Robert Halfon MP explores the "shocking" findings in the 2018 Audit of Political Engagement and explains how he is aiming to repair the "rusty and breaking" chain of accountability between voters, MPs and government.
When I was 10 years old, I came to Parliament for a tour. During that first visit, I was told that Parliament had a thousand rooms. My 10-year-old self was in awe at the idea that a building could have so many rooms and, from that day forward, I knew I wanted to be an MP – to get elected and do my best to represent and support thousands of constituents living in my patch.
“England is the mother of parliaments” – as John Bright said in the late 19th century – not only for its thousand rooms or the history that flows through each and every one of them, but because it is the heart of representative democracy, in the UK and in the many countries worldwide which adopted the Westminster model.
Democracy in the UK owes its existence to representative government, in which the line of accountability runs directly from voters to Members of Parliament to government. For this chain to work effectively, the links must be strong and active; engagement between the voters and Parliament is fundamental.
Audit of Political Engagement findings
The Hansard Society’s latest Audit of Political Engagement report suggests quite strongly that, in reality, that chain is breaking. The report found a clear divide between voters and representatives and some of the findings were shocking. The vast majority of people feel like they have very little or no influence over decision-making, both at the local level (72%) and in the country as a whole (82%).

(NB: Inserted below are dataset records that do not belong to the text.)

impl HoldCoordinator {
    pub fn new(ledger: Arc<ReceiptLedger>, config: HoldConfig) -> Self {
        Self {
            ledger,
            config,
            registry: ListenerRegistry::new(),
            gate: tokio::sync::Mutex::new(()),
            state: Mutex::new(CoordinatorState::default()),
        }
    }

    /// Add a hold observer; it will see every subsequent hold, after those
    /// registered earlier.
    pub async fn register_listener(&self, listener: Arc<dyn HoldListener>) -> ListenerId {
        self.registry.register(listener).await
    }

    /// Remove a hold observer. An in-flight notification pass keeps its
    /// snapshot; the removal takes effect from the next hold.
    pub async fn unregister_listener(&self, id: &str) -> bool {
        self.registry.unregister(id).await
    }

    /// The hold currently in `Notified` state, if any. A hold whose open
    /// receipt is still being written is not visible yet.
    pub fn current_hold(&self) -> Option<HoldPoint> {
        self.state
            .lock()
            .ok()?
            .pending
            .as_ref()
            .filter(|p| p.hold.state == HoldState::Notified)
            .map(|p| p.hold.clone())
    }

    pub fn stats(&self) -> LatticeResult<HoldStats> {
        let st = self.lock_state()?;
        Ok(HoldStats {
            opened: st.opened,
            accepted: st.accepted,
            overridden: st.overridden,
            timed_out: st.timed_out,
            cancelled: st.cancelled,
            pending: st.waiting,
        })
    }

    /// Pause on a decision snapshot until a resolver, the default timeout or
    /// a cancellation produces a terminal [`Resolution`].
    pub async fn yield_point(
        &self,
        source_id: impl Into<String>,
        action_probs: BTreeMap<String, f64>,
        wealth: Wealth,
    ) -> LatticeResult<Resolution> {
        self.yield_point_with_timeout(source_id, action_probs, wealth, None)
            .await
    }

    /// [`yield_point`](Self::yield_point) with a per-call timeout override.
    pub async fn yield_point_with_timeout(
        &self,
        source_id: impl Into<String>,
        action_probs: BTreeMap<String, f64>,
        wealth: Wealth,
        timeout_ms: Option<u64>,
    ) -> LatticeResult<Resolution> {
        // Validation happens before queueing so a malformed snapshot fails
        // fast instead of waiting for its turn.
        let mut hold = HoldPoint::new(source_id, action_probs, wealth)?;

        self.lock_state()?.waiting += 1;
        let result = self.run_hold(&mut hold, timeout_ms).await;
        if let Ok(mut st) = self.state.lock() {
            st.waiting -= 1;
        }
        result
    }

    async fn run_hold(
        &self,
        hold: &mut HoldPoint,
        timeout_ms: Option<u64>,
    ) -> LatticeResult<Resolution> {
        let _gate = self.gate.lock().await;

        // Register the pending hold before the open receipt lands: a
        // resolver reacting to the receipt must always find the hold, and a
        // message sent this early just waits in the channel until the open
        // is durable. The shutdown check shares this critical section, so a
        // concurrent shutdown either cancels the registered hold or this
        // producer sees the flag; neither can miss the other.
        let (tx, mut rx) = oneshot::channel();
        {
            let mut st = self.lock_state()?;
            if st.shutdown {
                drop(st);
                return self.close_unnotified(hold);
            }
            st.pending = Some(PendingHold {
                hold: hold.clone(),
                tx: Some(tx),
            });
        }

        // The open receipt precedes any notification. If it cannot be made
        // durable the hold never happened: unwind and surface the error.
        let open_payload = serde_json::to_value(&*hold)?;
        match self.ledger.append(HOLD_OPEN_SOURCE, open_payload) {
            Ok(receipt) => {
                log::debug!(
                    "[HoldCoordinator] Opened hold {} (receipt {}, fingerprint {})",
                    hold.hold_id,
                    receipt.cid,
                    hold.fingerprint
                );
            }
            Err(e) => {
                let mut st = self.lock_state()?;
                let acknowledged = st.pending.take().map_or(false, |p| p.tx.is_none());
                if acknowledged {
                    // A resolver was acknowledged while the open write was in
                    // flight; keep the id terminal so its retries answer
                    // AlreadyResolved, not UnknownHold.
                    let kind = match rx.try_recv() {
                        Ok(ResolveMsg::Resolved { kind, .. }) => kind,
                        _ => ResolutionKind::Cancelled,
                    };
                    st.terminal.insert(hold.hold_id.clone(), kind);
                }
                return Err(e);
            }
        }
        self.lock_state()?.opened += 1;

        hold.state = HoldState::Notified;
        {
            let mut st = self.lock_state()?;
            if let Some(pending) = st.pending.as_mut() {
                pending.hold.state = HoldState::Notified;
            }
        }
        let listeners = self.registry.snapshot().await;
        for listener in &listeners {
            listener.on_hold_opened(hold).await;
        }

        let timeout = Duration::from_millis(timeout_ms.unwrap_or(self.config.default_timeout_ms));
        let outcome = if self.config.auto_accept {
            // Immediate auto-accept; a listener that resolved during its
            // notification still wins the claim.
            self.claim_or_take(&mut rx)?
        } else {
            match tokio::time::timeout(timeout, &mut rx).await {
                Ok(Ok(msg)) => Some(msg),
                Ok(Err(_)) => Some(ResolveMsg::Cancelled {
                    notes: Some("resolver channel closed".to_string()),
                }),
                Err(_) => self.claim_or_take(&mut rx)?,
            }
        };

        let resolution = match outcome {
            Some(ResolveMsg::Resolved {
                kind,
                action,
                resolver_id,
            }) => Resolution::resolved(hold, kind, action, resolver_id),
            Some(ResolveMsg::Cancelled { notes }) => Resolution::cancelled(hold, notes),
            None => Resolution::timed_out(hold),
        };

        {
            let mut st = self.lock_state()?;
            st.pending = None;
            st.terminal.insert(hold.hold_id.clone(), resolution.kind);
            match resolution.kind {
                ResolutionKind::Accept => st.accepted += 1,
                ResolutionKind::Override => st.overridden += 1,
                ResolutionKind::TimeoutAutoAccept => st.timed_out += 1,
                ResolutionKind::Cancelled => st.cancelled += 1,
            }
        }

        // The close receipt happens-before the producer resumes.
        self.ledger
            .append(HOLD_CLOSE_SOURCE, serde_json::to_value(&resolution)?)?;
        log::info!(
            "[HoldCoordinator] Hold {} closed: {:?} after {} ms",
            resolution.hold_id,
            resolution.kind,
            resolution.hold_duration_ms
        );

        let listeners = self.registry.snapshot().await;
        for listener in &listeners {
            listener.on_hold_resolved(&resolution).await;
        }

        Ok(resolution)
    }

    /// Claim the hold for local finalization. Returns the resolver's message
    /// when one won the race, `None` when the claim succeeded and the hold
    /// times out (or auto-accepts).
    fn claim_or_take(
        &self,
        rx: &mut oneshot::Receiver<ResolveMsg>,
    ) -> LatticeResult<Option<ResolveMsg>> {
        let claimed = {
            let mut st = self.lock_state()?;
            st.pending.as_mut().and_then(|p| p.tx.take())
        };
        if claimed.is_some() {
            Ok(None)
        } else {
            // A resolver took the sender first; its message is already in
            // the channel because the send happens under the state lock.
            Ok(rx.try_recv().ok())
        }
    }

    /// Close a hold that is being cancelled before notification (shutdown
    /// drain or a yield after shutdown): record the paired receipts, skip
    /// listeners.
    fn close_unnotified(&self, hold: &mut HoldPoint) -> LatticeResult<Resolution> {
        self.ledger
            .append(HOLD_OPEN_SOURCE, serde_json::to_value(&*hold)?)?;
        self.lock_state()?.opened += 1;

        hold.state = HoldState::Cancelled;
        let resolution = Resolution::cancelled(hold, Some("coordinator shutdown".to_string()));
        {
            let mut st = self.lock_state()?;
            st.terminal.insert(hold.hold_id.clone(), resolution.kind);
            st.cancelled += 1;
        }
        self.ledger
            .append(HOLD_CLOSE_SOURCE, serde_json::to_value(&resolution)?)?;
        log::debug!(
            "[HoldCoordinator] Hold {} cancelled before notification",
            hold.hold_id
        );
        Ok(resolution)
    }

    /// Resolve the named pending hold with one of its offered labels.
    /// Returns the kind the blocked producer will observe: `Accept` when
    /// `action` is the hold's own top choice, `Override` otherwise.
    pub fn resolve(
        &self,
        hold_id: &str,
        action: &str,
        resolver_id: &str,
    ) -> LatticeResult<ResolutionKind> {
        let mut st = self.lock_state()?;
        if st.terminal.contains_key(hold_id) {
            return Err(LatticeError::AlreadyResolved {
                hold_id: hold_id.to_string(),
            });
        }
        let pending = match st.pending.as_mut() {
            Some(p) if p.hold.hold_id == hold_id => p,
            _ => {
                return Err(LatticeError::UnknownHold {
                    hold_id: hold_id.to_string(),
                })
            }
        };
        if !pending.hold.offers(action) {
            return Err(LatticeError::InvalidAction {
                hold_id: hold_id.to_string(),
                action: action.to_string(),
            });
        }
        let kind = if action == pending.hold.chosen {
            ResolutionKind::Accept
        } else {
            ResolutionKind::Override
        };
        let tx = pending.tx.take().ok_or_else(|| LatticeError::AlreadyResolved {
            hold_id: hold_id.to_string(),
        })?;
        // Send under the lock so the waiter's claim can never observe the
        // sender taken but the channel still empty.
        if tx
            .send(ResolveMsg::Resolved {
                kind,
                action: action.to_string(),
                resolver_id: resolver_id.to_string(),
            })
            .is_err()
        {
            return Err(LatticeError::AlreadyResolved {
                hold_id: hold_id.to_string(),
            });
        }
        log::info!(
            "[HoldCoordinator] Hold {} resolved by {} -> {} ({:?})",
            hold_id,
            resolver_id,
            action,
            kind
        );
        Ok(kind)
    }

    /// Force the named pending hold to `Cancelled`, unblocking its waiter.
    pub fn cancel(&self, hold_id: &str) -> LatticeResult<()> {
        let mut st = self.lock_state()?;
        if st.terminal.contains_key(hold_id) {
            return Err(LatticeError::AlreadyResolved {
                hold_id: hold_id.to_string(),
            });
        }
        let pending = match st.pending.as_mut() {
            Some(p) if p.hold.hold_id == hold_id => p,
            _ => {
                return Err(LatticeError::UnknownHold {
                    hold_id: hold_id.to_string(),
                })
            }
        };
        let tx = pending.tx.take().ok_or_else(|| LatticeError::AlreadyResolved {
            hold_id: hold_id.to_string(),
        })?;
        if tx
            .send(ResolveMsg::Cancelled { notes: None })
            .is_err()
        {
            return Err(LatticeError::AlreadyResolved {
                hold_id: hold_id.to_string(),
            });
        }
        log::info!("[HoldCoordinator] Hold {} cancelled", hold_id);
        Ok(())
    }

    /// Cancel the notified hold and drain the queue: every queued producer
    /// wakes, records its paired receipts and returns `Cancelled`, in queue
    /// order. Returns once the queue is empty.
    pub async fn shutdown(&self) {
        {
            let mut st = match self.state.lock() {
                Ok(st) => st,
                Err(_) => return,
            };
            st.shutdown = true;
            if let Some(pending) = st.pending.as_mut() {
                if let Some(tx) = pending.tx.take() {
                    let _ = tx.send(ResolveMsg::Cancelled {
                        notes: Some("coordinator shutdown".to_string()),
                    });
                }
            }
        }
        // Queue behind every already-waiting producer; holding the gate
        // means each of them reached its terminal receipt.
        let _gate = self.gate.lock().await;
        log::info!("[HoldCoordinator] Shutdown complete, hold queue drained");
    }

    fn lock_state(&self) -> LatticeResult<MutexGuard<'_, CoordinatorState>> {
        self.state
            .lock()
            .map_err(|_| LatticeError::Storage("coordinator state lock poisoned".to_string()))
    }
}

Generally, people thought the British system of governance was bad at ensuring the views of most Britons were represented. The report also suggests that ordinary people think it’s difficult to get involved in politics or to have a final say about Britain’s future direction.
This is a huge shame. It is incredibly sad that the mother of parliaments is unable to carry out its true function because the accountability chain between voters, MPs and government – upon which this Parliamentary democracy is built – is rusty and breaking.
What to do?
“High politics is unlikely to engage the average voter who does not wake up every morning and read ‘Red Box’”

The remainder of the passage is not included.